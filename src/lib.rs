//! Skydrop - a top-down drone bombing arcade game
//!
//! Core modules:
//! - `sim`: Deterministic simulation (entities, impact resolution, upgrades)
//!
//! Rendering, input polling and audio are external collaborators: they drive
//! [`sim::tick`] with wall-clock `dt` and input intent, read the returned
//! state views, and map [`sim::GameEvent`]s to audio/visual feedback. The
//! simulation core never performs I/O.

pub mod sim;

pub use sim::{
    Drone, DroneStats, GameEvent, GameState, Rect, Target, TargetKind, TickInput, UpgradeKind,
    UpgradeResult, tick,
};

use glam::Vec2;

/// Game configuration constants
pub mod consts {
    /// Reference fixed simulation timestep (120 Hz); the tick accepts any dt
    pub const SIM_DT: f32 = 1.0 / 120.0;
    /// Defensive dt clamp applied at the tick boundary
    pub const MAX_DT: f32 = 1.0;

    /// Live target count the spawner maintains
    pub const TARGET_POPULATION: usize = 10;
    /// Playfield inset keeping the drone away from the edges
    pub const DRONE_MARGIN: f32 = 10.0;

    /// Drone stat defaults
    pub const DRONE_SPEED: f32 = 240.0;
    pub const DRONE_RELOAD_TIME: f32 = 1.20;
    pub const BOMB_RADIUS: f32 = 42.0;
    pub const BOMB_FALL_TIME: f32 = 0.55;

    /// Stat caps (upgrades saturate here but keep costing)
    pub const MAX_DRONE_SPEED: f32 = 520.0;
    pub const MIN_RELOAD_TIME: f32 = 0.25;
    pub const MAX_BOMB_RADIUS: f32 = 110.0;

    /// Per-purchase stat steps
    pub const SPEED_STEP: f32 = 35.0;
    pub const RELOAD_STEP: f32 = 0.12;
    pub const RADIUS_STEP: f32 = 6.0;

    /// Target speed magnitude range (px/s)
    pub const TARGET_SPEED_MIN: f32 = 25.0;
    pub const TARGET_SPEED_MAX: f32 = 65.0;
    /// Fallback radius for target kinds without a specific one
    pub const DEFAULT_TARGET_RADIUS: f32 = 12.0;
}

/// Euclidean distance between two points
#[inline]
pub fn dist(a: Vec2, b: Vec2) -> f32 {
    a.distance(b)
}
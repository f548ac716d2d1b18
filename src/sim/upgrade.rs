//! Upgrade economy
//!
//! Score doubles as currency. Each upgrade kind has a base cost that grows
//! linearly with the level already purchased, and a capped stat effect.
//! Purchases past the cap still cost and still level - a deliberate money
//! sink once a stat saturates.

use serde::{Deserialize, Serialize};

use super::state::GameState;
use crate::consts::*;

/// The three purchasable stat upgrades
#[derive(Debug, Clone, Copy, PartialEq, Eq, Serialize, Deserialize)]
pub enum UpgradeKind {
    Speed,
    Reload,
    Radius,
}

impl UpgradeKind {
    pub const ALL: [UpgradeKind; 3] = [UpgradeKind::Speed, UpgradeKind::Reload, UpgradeKind::Radius];

    /// Cost of the first purchase; later levels scale this linearly
    pub fn base_cost(&self) -> u32 {
        match self {
            UpgradeKind::Speed => 120,
            UpgradeKind::Reload => 140,
            UpgradeKind::Radius => 160,
        }
    }

    pub fn as_str(&self) -> &'static str {
        match self {
            UpgradeKind::Speed => "speed",
            UpgradeKind::Reload => "reload",
            UpgradeKind::Radius => "radius",
        }
    }
}

/// Purchased upgrade levels per kind
#[derive(Debug, Clone, Copy, Default, PartialEq, Eq, Serialize, Deserialize)]
pub struct UpgradeLevels {
    pub speed: u32,
    pub reload: u32,
    pub radius: u32,
}

impl UpgradeLevels {
    pub fn get(&self, kind: UpgradeKind) -> u32 {
        match kind {
            UpgradeKind::Speed => self.speed,
            UpgradeKind::Reload => self.reload,
            UpgradeKind::Radius => self.radius,
        }
    }

    fn bump(&mut self, kind: UpgradeKind) {
        match kind {
            UpgradeKind::Speed => self.speed += 1,
            UpgradeKind::Reload => self.reload += 1,
            UpgradeKind::Radius => self.radius += 1,
        }
    }
}

/// Outcome of an upgrade request
#[derive(Debug, Clone, Copy, PartialEq, Eq, Serialize, Deserialize)]
pub enum UpgradeResult {
    /// Purchase went through at `cost`; `level` is the new level
    Applied { cost: u32, level: u32 },
    /// Score was below `cost`; nothing changed
    InsufficientFunds { cost: u32 },
}

/// Price of the next level of `kind`: `base * (1 + level)`
pub fn upgrade_cost(levels: &UpgradeLevels, kind: UpgradeKind) -> u32 {
    kind.base_cost() * (1 + levels.get(kind))
}

/// Attempt to buy one level of `kind` against the session score.
///
/// On success the cost is deducted, the level increments, and the stat
/// effect applies saturating at its cap. On insufficient funds nothing
/// changes.
pub fn request_upgrade(state: &mut GameState, kind: UpgradeKind) -> UpgradeResult {
    let cost = upgrade_cost(&state.levels, kind);
    if state.score < cost {
        return UpgradeResult::InsufficientFunds { cost };
    }

    state.score -= cost;
    state.levels.bump(kind);

    let stats = &mut state.drone.stats;
    match kind {
        UpgradeKind::Speed => {
            stats.speed = (stats.speed + SPEED_STEP).min(MAX_DRONE_SPEED);
        }
        UpgradeKind::Reload => {
            stats.reload_time = (stats.reload_time - RELOAD_STEP).max(MIN_RELOAD_TIME);
        }
        UpgradeKind::Radius => {
            stats.bomb_radius = (stats.bomb_radius + RADIUS_STEP).min(MAX_BOMB_RADIUS);
        }
    }

    let level = state.levels.get(kind);
    log::info!("Upgrade {} -> level {} (cost {})", kind.as_str(), level, cost);

    UpgradeResult::Applied { cost, level }
}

• **Requirement**: In the listing above, find each line where "GameEvent" occurs and copy it.

• **Result below**:
//! state views, and map [`sim::GameEvent`]s to audio/visual feedback. The
    Drone, DroneStats, GameEvent, GameState, Rect, Target, TargetKind, TickInput, UpgradeKind,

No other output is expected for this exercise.